The invention relates to fluid pumps, such as blowers and superchargers for internal combustion engines, and other processes requiring large volumes of fluid of relatively low pressure.
In an internal combustion engine a boost in horsepower can be accomplished by forcing a more dense air/fuel charge into the cylinders with a supercharger. A supercharger provides a simple, dependable and affordable method of increasing horsepower and torque.
A supercharger forces a more dense air/fuel mixture into an engine's cylinders than the engine can draw in under normal conditions. This higher-energy mixture produces more power. Supercharging increases the engine's volumetric efficiency without increasing its displacement. Therefore, a small engine can produce the horsepower and torque of a relatively larger engine.
There are three basic blower systems available: turbocharging, positive displacement supercharging, and turbine-type supercharging. Turbocharging places a turbine wheel in the exhaust flow. The turbine blades are directly connected to a centrifugal blower. One major disadvantage of a turbocharger is "turbo-lag." This is the delay that occurs after calling for power with the throttle before the rotational speed of the system "spools up" to deliver that power. Turbochargers are difficult systems to properly adapt and tailor to an engine. An improperly sized or designed turbo system can rapidly over-boost and ruin a spark-ignited engine. The "sizing" of the turbo to the engine, and the matching of the turbine size and design to impeller size and design is very critical in a turbo application. Additionally, the exhaust turbine tends to cool the exhaust gases thereby delaying the catalyst "light-off" of modern automotive emissions systems.
The most common positive displacement system is the "Roots blower" in which a belt-driven shaft drives two close-tolerance rotors which are geared together. Each full rotation sweeps out a specific fixed volume, unlike the fan-like characteristics of a turbine device.
Turbine-type supercharging is a system having a drive-belt from the crankshaft. A speed-increaser, either geared or gearless, is required to multiply the speed of the turbine impeller relative to that of the input shaft. The delivery of a turbine-type device varies dramatically with its rotational speed, and is prone to under-boost at low speed and over-boost at high speed. An example of a centrifugal turbine supercharger is disclosed by M. Shirai in U.S. Pat. No. 5,158,427.

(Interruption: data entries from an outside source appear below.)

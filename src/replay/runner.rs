use std::path::Path;

use http::StatusCode;
use http::header::CONTENT_TYPE;
use reqwest::Client;

use crate::args::{FailurePolicy, ReplayArgs};
use crate::error::{AppError, AppResult, ReplayError, ReplayFailure};

use super::records::{ReplayRequest, build_requests, parse_target, read_records};

const NDJSON_CONTENT_TYPE: &str = "application/x-ndjson";

#[derive(Debug, Clone, Copy, PartialEq, Eq)]
pub struct ReplayOptions {
    /// Log `end` once every record has been processed.
    pub end_marker: bool,
    pub on_transport_error: FailurePolicy,
    pub on_http_error: FailurePolicy,
}

impl Default for ReplayOptions {
    fn default() -> Self {
        Self {
            end_marker: true,
            on_transport_error: FailurePolicy::Abort,
            on_http_error: FailurePolicy::Continue,
        }
    }
}

impl From<&ReplayArgs> for ReplayOptions {
    fn from(args: &ReplayArgs) -> Self {
        Self {
            end_marker: !args.no_end_marker,
            on_transport_error: args.on_transport_error,
            on_http_error: args.on_http_error,
        }
    }
}

#[derive(Debug, Clone, Copy, Default, PartialEq, Eq)]
pub struct ReplaySummary {
    pub total: usize,
    pub delivered: usize,
    pub http_errors: usize,
    pub transport_errors: usize,
}

/// Send one request and wait for the complete response.
///
/// # Errors
///
/// Returns [`ReplayFailure::Transport`] when no response arrived and
/// [`ReplayFailure::Status`] when the status is not 2xx.
pub async fn send_request(
    client: &Client,
    request: &ReplayRequest,
) -> Result<StatusCode, ReplayFailure> {
    let response = client
        .request(request.method.clone(), request.url.clone())
        .header(CONTENT_TYPE, NDJSON_CONTENT_TYPE)
        .body(request.body.clone())
        .send()
        .await
        .map_err(|err| ReplayFailure::Transport { source: err })?;

    let status = response.status();
    if status.is_success() {
        // Read the body so the connection can be reused for the next record.
        if let Err(err) = response.bytes().await {
            tracing::debug!("Failed to read response body for {}: {}", request.url, err);
        }
        return Ok(status);
    }

    let body = match response.text().await {
        Ok(body) => body,
        Err(err) => {
            tracing::warn!("Failed to read error response body: {}", err);
            String::new()
        }
    };
    Err(ReplayFailure::Status { status, body })
}

/// Replay `requests` strictly in order, one at a time.
///
/// # Errors
///
/// Returns [`ReplayError::Aborted`] when a failure's policy is
/// [`FailurePolicy::Abort`]; records after it are not sent.
pub async fn replay_requests(
    client: &Client,
    requests: &[ReplayRequest],
    options: ReplayOptions,
) -> AppResult<ReplaySummary> {
    let mut summary = ReplaySummary {
        total: requests.len(),
        ..ReplaySummary::default()
    };

    for request in requests {
        tracing::info!("{}", request.url);
        let failure = match send_request(client, request).await {
            Ok(status) => {
                summary.delivered = summary.delivered.saturating_add(1);
                tracing::info!(status = status.as_u16(), "done");
                continue;
            }
            Err(failure) => failure,
        };

        let policy = match &failure {
            ReplayFailure::Status { status, body } => {
                summary.http_errors = summary.http_errors.saturating_add(1);
                tracing::error!("error {} {}: {}", request.method, request.url, status);
                tracing::error!("{}", body);
                options.on_http_error
            }
            ReplayFailure::Transport { source } => {
                summary.transport_errors = summary.transport_errors.saturating_add(1);
                tracing::error!("error {} {}: {}", request.method, request.url, source);
                options.on_transport_error
            }
        };

        if policy.aborts() {
            tracing::warn!(
                "Stopping replay at record {} of {}",
                request.index,
                summary.total
            );
            return Err(AppError::replay(ReplayError::Aborted {
                index: request.index,
                url: request.url.to_string(),
                source: Box::new(failure),
            }));
        }
    }

    if options.end_marker {
        tracing::info!("end");
    }
    Ok(summary)
}

/// Load `args.input` and replay it against `args.target`.
///
/// # Errors
///
/// Returns an error if the input cannot be loaded or the run aborts.
pub async fn run_replay(args: &ReplayArgs) -> AppResult<ReplaySummary> {
    let target = parse_target(&args.target)?;
    let records = read_records(Path::new(&args.input)).await?;
    let requests = build_requests(records, &target)?;
    tracing::info!(
        "Replaying {} requests from {} to {}",
        requests.len(),
        args.input,
        target
    );

    let client = Client::builder()
        .build()
        .map_err(|err| AppError::replay(ReplayError::BuildClient { source: err }))?;
    let summary = replay_requests(&client, &requests, ReplayOptions::from(args)).await?;
    tracing::info!(
        "Replay finished: {} delivered, {} HTTP errors, {} transport errors",
        summary.delivered,
        summary.http_errors,
        summary.transport_errors
    );
    Ok(summary)
}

The invention is directed to a fluid pump having an eccentric piston attached to a shaft rotatably mounted on a housing. A baffle mounted on the housing separates a fluid intake passage from a fluid exhaust passage. Cams operatively coupled to the shaft and connected with cam follower members attached to the baffle control the movement of the baffle in conjunction with movement of the eccentric piston. Rotation of the shaft turns the eccentric piston and reciprocates the baffle to maintain the baffle in close relation with the outer surface of the piston. The cam follower members connected to the baffle have reciprocating linear movements which do not subject the baffle to lateral and twisting forces. The turning piston moves a large volume of relatively low pressure fluid through the housing. The fluid pump is suitable for an internal combustion engine supercharger which is belt or motor-driven.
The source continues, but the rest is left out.